A aposentada Austrália Maia Juvêncio, 65, perdeu o filho Renato, 46, no dia 4 de abril. Diabético, com problemas renais, o eletricista Renato pegou coronavírus e depois de uma semana morreu na UTI do Hospital São Paulo.

Austrália nem conseguiu ver o filho no quarto de hospital —por causa do risco de contaminação, só pôde ir até a recepção do local para pedir informações sobre ele.

Não teve velório, seguindo as regras do Ministério da Saúde. O enterro, no cemitério de Vila Nova Cachoeirinha, tinha apenas dez pessoas, e não durou mais que 15 minutos. “O caixão estava lacrado, nem consegui olhar para ele uma última vez”, contou a aposentada.

Agora, Austrália está na sala de espera do Instituto Emílio Ribas, de máscara e a uma distância segura de outros familiares.
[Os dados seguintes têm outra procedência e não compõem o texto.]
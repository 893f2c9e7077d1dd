// Copyright 2026 the Dyncast Authors
// SPDX-License-Identifier: Apache-2.0 OR MIT

//! `Sequence[T]`: anything supporting length and indexed item lookup.

use core::marker::PhantomData;

use dynobj::{Handle, Object, Runtime};

use crate::cast::{FromObject, cast_from_handle_steal, view};
use crate::descr::{TypeDescr, TypeName};
use crate::error::CastError;
use crate::iter::{CastIter, SequenceCursor};
use crate::ownership::Ownership;
use crate::view::view_common;

/// A view of a runtime list, tuple, string or protocol sequence whose items convert to `T`.
///
/// Items are fetched through the sequence protocol, which hands out new references; protocol
/// sequences may compute them on demand.
pub struct Sequence<T> {
    obj: Object,
    _marker: PhantomData<fn() -> (T,)>,
}

view_common!(Sequence<T>);

/// Iterator over the items of a [`Sequence`].
pub type SequenceIter<T> = CastIter<SequenceCursor<T>>;

impl<T> Sequence<T> {
    /// Returns the number of items.
    #[must_use]
    pub fn len(&self) -> usize {
        self.runtime().sequence_len(self.handle()).unwrap_or(0)
    }

    /// Returns `true` if the sequence has no items.
    #[must_use]
    pub fn is_empty(&self) -> bool {
        self.len() == 0
    }
}

impl<T: FromObject> Sequence<T> {
    /// Fetches and converts item `index`.
    pub fn get(&self, index: usize) -> Result<T, CastError> {
        let len = self.len();
        if index >= len {
            return Err(CastError::Index { index, len });
        }
        cast_from_handle_steal(self.runtime().sequence_get_item(self.handle(), index)?)
    }

    /// Returns an iterator positioned at the first item.
    pub fn iter(&self) -> SequenceIter<T> {
        CastIter::new(SequenceCursor::new(self.obj.clone(), 0))
    }

    /// Returns an iterator positioned past the last item.
    pub fn end(&self) -> SequenceIter<T> {
        CastIter::at_end(SequenceCursor::new(self.obj.clone(), self.len()))
    }
}

impl<T: TypeName> TypeName for Sequence<T> {
    const DESCR: TypeDescr = TypeDescr::Generic {
        head: "Sequence",
        args: &[T::DESCR],
    };
}

impl<T: TypeName> FromObject for Sequence<T> {
    fn accepts(rt: &Runtime, h: Handle, _convert: bool) -> bool {
        rt.is_sequence(h)
    }

    fn from_handle<O: Ownership>(rt: &Runtime, h: Handle, own: O) -> Result<Self, CastError> {
        view(rt, h, own, Self::from_object)
    }
}

impl<T: FromObject> IntoIterator for &Sequence<T> {
    type Item = Result<T, CastError>;
    type IntoIter = SequenceIter<T>;

    fn into_iter(self) -> Self::IntoIter {
        self.iter()
    }
}

#[cfg(test)]
mod tests {
    use super::*;
    use crate::cast::cast_from_handle;
    use crate::descr::descriptor;
    use alloc::string::String;
    use alloc::vec::Vec;
    use dynobj::{ObjError, SequenceSource};

    struct Squares(usize);

    impl SequenceSource for Squares {
        fn len(&self) -> usize {
            self.0
        }

        fn item(&self, rt: &Runtime, index: usize) -> Result<Object, ObjError> {
            let n = i64::try_from(index).unwrap();
            rt.new_int(n * n)
        }
    }

    #[test]
    fn descriptor_is_sequence() {
        assert_eq!(descriptor::<Sequence<i64>>(), "Sequence[int]");
    }

    #[test]
    fn protocol_sequence_items_are_computed() {
        let rt = Runtime::new();
        let obj = rt.new_sequence(Squares(4)).unwrap();
        let seq: Sequence<i64> = cast_from_handle(&rt, obj.handle()).unwrap();
        assert_eq!(seq.len(), 4);
        assert_eq!(seq.get(3).unwrap(), 9);
        assert_eq!(seq.get(4).unwrap_err(), CastError::Index { index: 4, len: 4 });
        let all: Vec<i64> = seq.iter().map(Result::unwrap).collect();
        assert_eq!(all, [0, 1, 4, 9]);
        // Computed items are released after conversion.
        assert_eq!(rt.live_objects(), 1);
    }

    #[test]
    fn strings_are_sequences_of_characters() {
        let rt = Runtime::new();
        let obj = rt.new_str("héllo").unwrap();
        let seq: Sequence<String> = cast_from_handle(&rt, obj.handle()).unwrap();
        assert_eq!(seq.len(), 5);
        assert_eq!(seq.get(1).unwrap(), "é");
    }

    #[test]
    fn cursor_style_reaches_end() {
        let rt = Runtime::new();
        let obj = rt.new_sequence(Squares(3)).unwrap();
        let seq: Sequence<i64> = cast_from_handle(&rt, obj.handle()).unwrap();
        let mut it = seq.iter();
        let end = seq.end();
        let mut count = 0;
        while it != end {
            it.advance().unwrap();
            count += 1;
        }
        assert_eq!(count, 3);
    }

    #[test]
    fn dicts_are_not_sequences() {
        let rt = Runtime::new();
        let d = rt.new_dict().unwrap();
        assert!(cast_from_handle::<Sequence<i64>>(&rt, d.handle()).is_err());
    }
}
Vai ver seu filho Ricardo, que também pegou coronavírus e está na UTI há 26 dias. Hoje, dia 13 de abril, é aniversário dele. Ricardo faz 43 anos.

O filho de dona Austrália tocava em uma banda de música evangélica da Igreja Renascer. Além dele, três integrantes da banda pegaram coronavírus, e um deles morreu.

Quando começou a ter sintomas, Ricardo foi três vezes ao hospital geral de Vila Nova Cachoeirinha. Cada vez davam um diagnóstico diferente: primeiro era só uma dor no estômago, depois virose e, por fim, pedra no rim.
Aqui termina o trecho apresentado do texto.